In this week’s Observer, we take a look at two proposals to widen the Park Avenue median and turn it into a pedestrian promenade. One is from SHoP Architects, one SOM, both presented at last month’s MAS Summit. Part High Line, part art walk, the hope is it would create an entirely new destination on the East Side of Manhattan, providing much needed open space along the way. Take a stroll for yourself and decide.
Today, Park Avenue is still lovely, but it is hardly pedestrian friendly.
A proposal by Vishaan Chakrabarti of Columbia and SHoP Architects calls for carving a pathway down the middle and installing art all along the way.

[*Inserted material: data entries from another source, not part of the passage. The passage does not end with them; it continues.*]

//! HTTP-backed [`RideDurationProvider`].

use std::time::Duration;

use async_trait::async_trait;
use geo::Coord;
use log::{debug, info};
use reqwest::Client;
use rideplan_core::{RideDurationError, RideDurationMatrix, RideDurationProvider};
use thiserror::Error;
use url::Url;

use super::wire::{RideDurationsRequest, RideDurationsResponse, error_message};

/// Default user agent for ride duration requests.
pub const DEFAULT_USER_AGENT: &str = "rideplan/0.1";

/// Default endpoint path below the base URL.
pub const DEFAULT_PATH: &str = "/api/ride-durations";

/// Default request timeout in seconds.
const DEFAULT_TIMEOUT_SECS: u64 = 30;

/// Errors raised while constructing an [`HttpRideDurationProvider`].
#[derive(Debug, Error)]
pub enum ProviderBuildError {
    /// Base URL and path do not form a valid URL.
    #[error("invalid ride duration endpoint {url:?}: {source}")]
    InvalidUrl {
        url: String,
        #[source]
        source: url::ParseError,
    },
    /// The HTTP client could not be built.
    #[error("failed to build HTTP client: {0}")]
    HttpClient(#[from] reqwest::Error),
}

/// Configuration for [`HttpRideDurationProvider`].
#[derive(Debug, Clone)]
pub struct HttpRideDurationProviderConfig {
    /// Service root, e.g. `"http://localhost:8080"`.
    pub base_url: String,
    /// Endpoint path appended to `base_url`.
    pub path: String,
    /// Connect and request timeout.
    pub timeout: Duration,
    /// User agent string for requests.
    pub user_agent: String,
}

impl Default for HttpRideDurationProviderConfig {
    fn default() -> Self {
        Self {
            base_url: "http://localhost:8080".to_owned(),
            path: DEFAULT_PATH.to_owned(),
            timeout: Duration::from_secs(DEFAULT_TIMEOUT_SECS),
            user_agent: DEFAULT_USER_AGENT.to_owned(),
        }
    }
}

impl HttpRideDurationProviderConfig {
    /// Configuration for the service at `base_url` with default settings.
    #[must_use]
    pub fn new(base_url: impl Into<String>) -> Self {
        Self {
            base_url: base_url.into(),
            ..Default::default()
        }
    }

    /// Set the endpoint path.
    #[must_use]
    pub fn with_path(mut self, path: impl Into<String>) -> Self {
        self.path = path.into();
        self
    }

    /// Set the request timeout.
    #[must_use]
    pub const fn with_timeout(mut self, timeout: Duration) -> Self {
        self.timeout = timeout;
        self
    }

    /// Set the user agent string.
    #[must_use]
    pub fn with_user_agent(mut self, user_agent: impl Into<String>) -> Self {
        self.user_agent = user_agent.into();
        self
    }

    fn endpoint(&self) -> Result<Url, ProviderBuildError> {
        let url = format!(
            "{}/{}",
            self.base_url.trim_end_matches('/'),
            self.path.trim_start_matches('/')
        );
        Url::parse(&url).map_err(|source| ProviderBuildError::InvalidUrl { url, source })
    }
}

/// Ride duration provider speaking JSON over HTTP.
///
/// One `POST` per refresh; the service answers with a dense matrix aligned to
/// the request order.
///
/// # Examples
///
/// ```no_run
/// use std::time::Duration;
/// use geo::Coord;
/// use rideplan_core::RideDurationProvider;
/// use rideplan_data::routing::{HttpRideDurationProvider, HttpRideDurationProviderConfig};
///
/// # async fn run() -> Result<(), Box<dyn std::error::Error>> {
/// let config = HttpRideDurationProviderConfig::new("http://localhost:8080")
///     .with_timeout(Duration::from_secs(10));
/// let provider = HttpRideDurationProvider::with_config(config)?;
/// let home = Coord { x: -0.55, y: 47.47 };
/// let bakery = Coord { x: -0.54, y: 47.48 };
/// let matrix = provider.ride_durations(&[home], &[bakery]).await?;
/// println!("{:?}", matrix[0][0]);
/// # Ok(())
/// # }
/// ```
#[derive(Debug)]
pub struct HttpRideDurationProvider {
    client: Client,
    endpoint: Url,
    timeout: Duration,
}

impl HttpRideDurationProvider {
    /// Provider for the service at `base_url` with default settings.
    ///
    /// # Errors
    ///
    /// Returns an error if the URL is invalid or the HTTP client fails to build.
    pub fn new(base_url: impl Into<String>) -> Result<Self, ProviderBuildError> {
        Self::with_config(HttpRideDurationProviderConfig::new(base_url))
    }

    /// Provider with explicit configuration.
    ///
    /// # Errors
    ///
    /// Returns an error if the URL is invalid or the HTTP client fails to build.
    pub fn with_config(config: HttpRideDurationProviderConfig) -> Result<Self, ProviderBuildError> {
        let endpoint = config.endpoint()?;
        let client = Client::builder()
            .user_agent(&config.user_agent)
            .connect_timeout(config.timeout)
            .timeout(config.timeout)
            .build()?;
        Ok(Self {
            client,
            endpoint,
            timeout: config.timeout,
        })
    }

    /// Endpoint every request is sent to.
    #[must_use]
    pub const fn endpoint(&self) -> &Url {
        &self.endpoint
    }

    fn convert_reqwest_error(&self, error: &reqwest::Error) -> RideDurationError {
        let url = self.endpoint.to_string();
        if error.is_timeout() {
            return RideDurationError::Timeout {
                url,
                timeout_secs: self.timeout.as_secs(),
            };
        }
        if let Some(status) = error.status() {
            return RideDurationError::HttpError {
                url,
                status: status.as_u16(),
                message: error.to_string(),
            };
        }
        RideDurationError::NetworkError {
            url,
            message: error.to_string(),
        }
    }
}

#[async_trait]
impl RideDurationProvider for HttpRideDurationProvider {
    async fn ride_durations(
        &self,
        origins: &[Coord<f64>],
        destinations: &[Coord<f64>],
    ) -> Result<RideDurationMatrix, RideDurationError> {
        if origins.is_empty() || destinations.is_empty() {
            return Err(RideDurationError::EmptyInput);
        }
        info!(
            "requesting {}x{} ride durations from {}",
            origins.len(),
            destinations.len(),
            self.endpoint
        );

        let response = self
            .client
            .post(self.endpoint.clone())
            .json(&RideDurationsRequest::new(origins, destinations))
            .send()
            .await
            .map_err(|err| self.convert_reqwest_error(&err))?;
        let status = response.status();
        let body = response
            .text()
            .await
            .map_err(|err| self.convert_reqwest_error(&err))?;

        if !status.is_success() {
            debug!("ride duration service answered {status}");
            return Err(RideDurationError::HttpError {
                url: self.endpoint.to_string(),
                status: status.as_u16(),
                message: error_message(&body),
            });
        }

        let parsed: RideDurationsResponse =
            serde_json::from_str(&body).map_err(|err| RideDurationError::ParseError {
                message: err.to_string(),
            })?;
        let matrix = parsed
            .into_matrix()
            .map_err(|message| RideDurationError::ParseError { message })?;
        check_shape(&matrix, origins.len(), destinations.len())?;
        Ok(matrix)
    }
}

fn check_shape(
    matrix: &RideDurationMatrix,
    rows: usize,
    columns: usize,
) -> Result<(), RideDurationError> {
    if matrix.len() == rows && matrix.iter().all(|row| row.len() == columns) {
        Ok(())
    } else {
        Err(RideDurationError::ShapeMismatch {
            expected_rows: rows,
            expected_columns: columns,
        })
    }
}
//! Solver adapters.

mod command;

pub use command::CommandSolver;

The current layout of Park Avenue.
The proposal calls for taking up half a lane per block, creating turning bays for left-hand turns while leaving the remaining two lanes relatively unimpeded.

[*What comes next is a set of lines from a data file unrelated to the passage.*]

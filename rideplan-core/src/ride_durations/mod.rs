//! Pairwise ride durations between sites.
//!
//! [`RideDurations`] remembers which directed coordinate pairs have been
//! computed, works out the smallest request that covers every missing pair
//! and merges the answer of a [`RideDurationProvider`]. Entries are never
//! evicted; a key only changes when a later round trip recomputes it.

mod cache;
mod error;
mod key;
mod provider;

pub use cache::{
    MissingEndpoints, RefreshOutcome, RideDuration, RideDurations, RideDurationsSnapshot,
};
pub use error::{RefreshError, RideDurationError};
pub use key::{RideKey, RideKeyParseError};
pub use provider::{RideDurationMatrix, RideDurationProvider};
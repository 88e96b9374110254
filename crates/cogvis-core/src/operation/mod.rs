//! Polling of long-running text recognition operations.
//!
//! A poll session queries a [`TextOperation`] until the service reports a
//! terminal status, the [`PollPolicy`] attempt budget runs out, or the caller
//! cancels. Sessions share no state: the policy is immutable and the status
//! query collaborator is only borrowed for the duration of one session.
//!
//! # Example
//!
//! ```rust,ignore
//! use cogvis_core::operation::{PollPolicy, poll};
//! use tokio_util::sync::CancellationToken;
//!
//! let operation = service.create_text_operation(&image, TextRecognitionMode::Handwritten).await?;
//! let result = poll(&service, &operation, &PollPolicy::default(), &CancellationToken::new()).await?;
//! ```

mod error;
mod policy;
mod poller;

pub use error::PollError;
pub use policy::{DEFAULT_INTERVAL_MS, DEFAULT_MAX_ATTEMPTS, MAX_ATTEMPTS_LIMIT, PollPolicy};
pub use poller::poll;

use crate::Result;
use crate::contract::{TextOperation, TextOperationResult};

/// Tracing target for poll sessions.
pub const TRACING_TARGET: &str = "cogvis_core::operation";

/// Status query collaborator used by the poller.
///
/// Implementations issue `GET <operation.location>` and decode the body.
/// Connectivity failures, non-success responses and malformed payloads must
/// all be reported as errors; the poller does not retry them.
#[async_trait::async_trait]
pub trait OperationQuery: Send + Sync {
    /// Queries the current state of an operation.
    async fn query_operation(&self, operation: &TextOperation) -> Result<TextOperationResult>;
}
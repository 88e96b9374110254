//! Reachability of the vision API as seen by a client.

use std::time::Duration;

use jiff::Timestamp;
use strum::{AsRefStr, Display};

use crate::contract::ModelResult;
use crate::{ErrorKind, Result};

/// Outcome of a health check.
#[derive(Debug, Clone, Copy, PartialEq, Eq, AsRefStr, Display)]
#[strum(serialize_all = "snake_case")]
pub enum ServiceStatus {
    /// The API listed its models.
    Healthy,
    /// The API answered but rejected the subscription key.
    Degraded,
    /// The API could not be reached or failed to answer.
    Unhealthy,
}

/// Result of checking the API with `GET /models`.
#[derive(Debug, Clone)]
pub struct ServiceHealth {
    /// Classification of the check outcome.
    pub status: ServiceStatus,
    /// API root the check was sent to.
    pub api_root: String,
    /// Number of domain models listed by a successful check.
    pub model_count: Option<usize>,
    /// Kind of the error a failed check returned.
    pub error_kind: Option<ErrorKind>,
    /// Message of the error a failed check returned.
    pub message: Option<String>,
    /// Round trip time of the check.
    pub latency: Duration,
    pub checked_at: Timestamp,
}

impl ServiceHealth {
    /// Classifies the outcome of a model listing.
    ///
    /// Authentication and authorization failures report
    /// [`ServiceStatus::Degraded`]; any other failure reports
    /// [`ServiceStatus::Unhealthy`].
    pub fn from_model_listing(
        api_root: impl Into<String>,
        listing: Result<ModelResult>,
        latency: Duration,
    ) -> Self {
        let (status, model_count, error_kind, message) = match listing {
            Ok(models) => (ServiceStatus::Healthy, Some(models.models.len()), None, None),
            Err(error) => {
                let status = match error.kind {
                    ErrorKind::Authentication | ErrorKind::Authorization => ServiceStatus::Degraded,
                    _ => ServiceStatus::Unhealthy,
                };
                (status, None, Some(error.kind), Some(error.to_string()))
            }
        };

        Self {
            status,
            api_root: api_root.into(),
            model_count,
            error_kind,
            message,
            latency,
            checked_at: Timestamp::now(),
        }
    }

    /// Returns `true` if the check succeeded.
    #[must_use]
    pub fn is_healthy(&self) -> bool {
        self.status == ServiceStatus::Healthy
    }
}

#[cfg(test)]
mod tests {
    use super::*;
    use crate::Error;
    use crate::contract::ModelDescription;

    const ROOT: &str = "https://westus.api.cognitive.microsoft.com/vision/v1.0";

    #[test]
    fn test_listed_models_are_healthy() {
        let models = ModelResult {
            models: vec![ModelDescription {
                name: "celebrities".to_owned(),
                categories: vec!["people_".to_owned()],
            }],
        };

        let latency = Duration::from_millis(12);
        let health = ServiceHealth::from_model_listing(ROOT, Ok(models), latency);

        assert!(health.is_healthy());
        assert_eq!(health.model_count, Some(1));
        assert_eq!(health.api_root, ROOT);
        assert_eq!(health.latency, latency);
        assert_eq!(health.error_kind, None);
    }

    #[test]
    fn test_rejected_key_is_degraded() {
        for kind in [ErrorKind::Authentication, ErrorKind::Authorization] {
            let health =
                ServiceHealth::from_model_listing(ROOT, Err(Error::new(kind)), Duration::ZERO);
            assert_eq!(health.status, ServiceStatus::Degraded);
            assert_eq!(health.error_kind, Some(kind));
            assert_eq!(health.model_count, None);
        }
    }

    #[test]
    fn test_other_failures_are_unhealthy() {
        let error = Error::network_error().with_message("Connection failed");
        let health = ServiceHealth::from_model_listing(ROOT, Err(error), Duration::ZERO);

        assert_eq!(health.status, ServiceStatus::Unhealthy);
        assert_eq!(health.status.as_ref(), "unhealthy");
        assert!(health.message.is_some_and(|m| m.contains("Connection failed")));
    }
}
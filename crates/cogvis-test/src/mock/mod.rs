//! Mock implementations of the vision provider for testing.
//!
//! These mocks return sensible defaults without touching the network and are
//! useful for unit and integration testing of code built on
//! [`VisionService`].

mod scripted;
mod vision;

use cogvis_core::VisionService;
pub use scripted::ScriptedOperationProvider;
pub use vision::{MOCK_API_ROOT, MockVisionConfig, MockVisionProvider};

/// Creates a vision service backed by a default [`MockVisionProvider`].
pub fn create_mock_service() -> VisionService {
    VisionService::new(MockVisionProvider::default())
}
//! Wire contracts of the vision REST API.
//!
//! Every type here mirrors a JSON payload exchanged with the service. Field
//! names are camelCase on the wire; optional sections deserialize to `None`
//! and list-valued fields tolerate both a missing key and an explicit `null`.

mod analysis;
mod image;
mod model;
mod ocr;
mod recognition;

pub use analysis::{
    Adult, AnalysisInDomainResult, AnalysisResult, Caption, Category, Color, Description, Detail,
    Face, FaceRectangle, ImageMetadata, ImageType, Tag, VisualFeature,
};
pub use image::{ImageSource, MAX_THUMBNAIL_EDGE, ThumbnailRequest};
pub use model::{Model, ModelDescription, ModelResult};
pub use ocr::{Ocr, OcrLine, OcrRectangle, OcrRegion, OcrWord};
pub use recognition::{
    OperationStatus, RecognitionResult, TextLine, TextOperation, TextOperationResult,
    TextRecognitionMode, TextWord,
};

use serde::{Deserialize, Deserializer};

/// Deserializes a value that may be `null`, falling back to its default.
pub(crate) fn null_as_default<'de, D, T>(deserializer: D) -> Result<T, D::Error>
where
    D: Deserializer<'de>,
    T: Default + Deserialize<'de>,
{
    Option::<T>::deserialize(deserializer).map(Option::unwrap_or_default)
}

/// Joins enum values into the comma separated form used by query parameters.
pub fn join_params<T: AsRef<str>>(values: &[T]) -> Option<String> {
    if values.is_empty() {
        return None;
    }

    let joined = values
        .iter()
        .map(AsRef::as_ref)
        .collect::<Vec<_>>()
        .join(",");
    Some(joined)
}
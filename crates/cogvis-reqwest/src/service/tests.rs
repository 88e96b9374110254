//! Client tests against an in-process emulation of the REST API.

use std::sync::atomic::{AtomicU32, Ordering};
use std::sync::{Arc, Mutex};
use std::time::Duration;

use axum::Router;
use axum::body::Bytes as Body;
use axum::extract::State;
use axum::http::header::{CONTENT_TYPE, HOST};
use axum::http::{HeaderMap, Method, StatusCode, Uri};
use axum::response::{IntoResponse, Response};
use axum::Json;
use cogvis_core::contract::{
    Detail, ImageSource, Model, OperationStatus, TextRecognitionMode, ThumbnailRequest,
    VisualFeature,
};
use cogvis_core::{ErrorKind, PollError, PollPolicy, ServiceStatus, VisionProvider};
use serde_json::json;
use tokio_util::sync::CancellationToken;

use crate::{ReqwestClient, ReqwestConfig};

const KEY: &str = "test-key";

#[derive(Debug, Clone)]
struct Recorded {
    method: Method,
    path: String,
    query: Option<String>,
    content_type: Option<String>,
    body: Vec<u8>,
}

#[derive(Default)]
struct Emulator {
    requests: Mutex<Vec<Recorded>>,
    operation_queries: AtomicU32,
}

impl Emulator {
    fn requests(&self) -> Vec<Recorded> {
        self.requests.lock().unwrap().clone()
    }

    fn last(&self) -> Recorded {
        self.requests().pop().unwrap()
    }
}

Initially the promenade would stretch from 46th to 59th streets, but Mr. Chakrabarti predicts it would be so popular, it would continue to extend northward from there.
SOM's plan is less detailed—in part because it is part of a larger proposal for transforming Grand Central—but its sheer scope is immense, seeking to pedestrianize Park Avenue from Union Square as far north as 125th Street.
SOM proposed a floating ring hanging over Grand Central, an iconic piece of public space that gained most of the public attention around the firm's plan. But the Park Avenue proposal is just as bold for the simplicity and feasibility of the project.
SOM's new Park Avenue park would weave in and around Grand Central.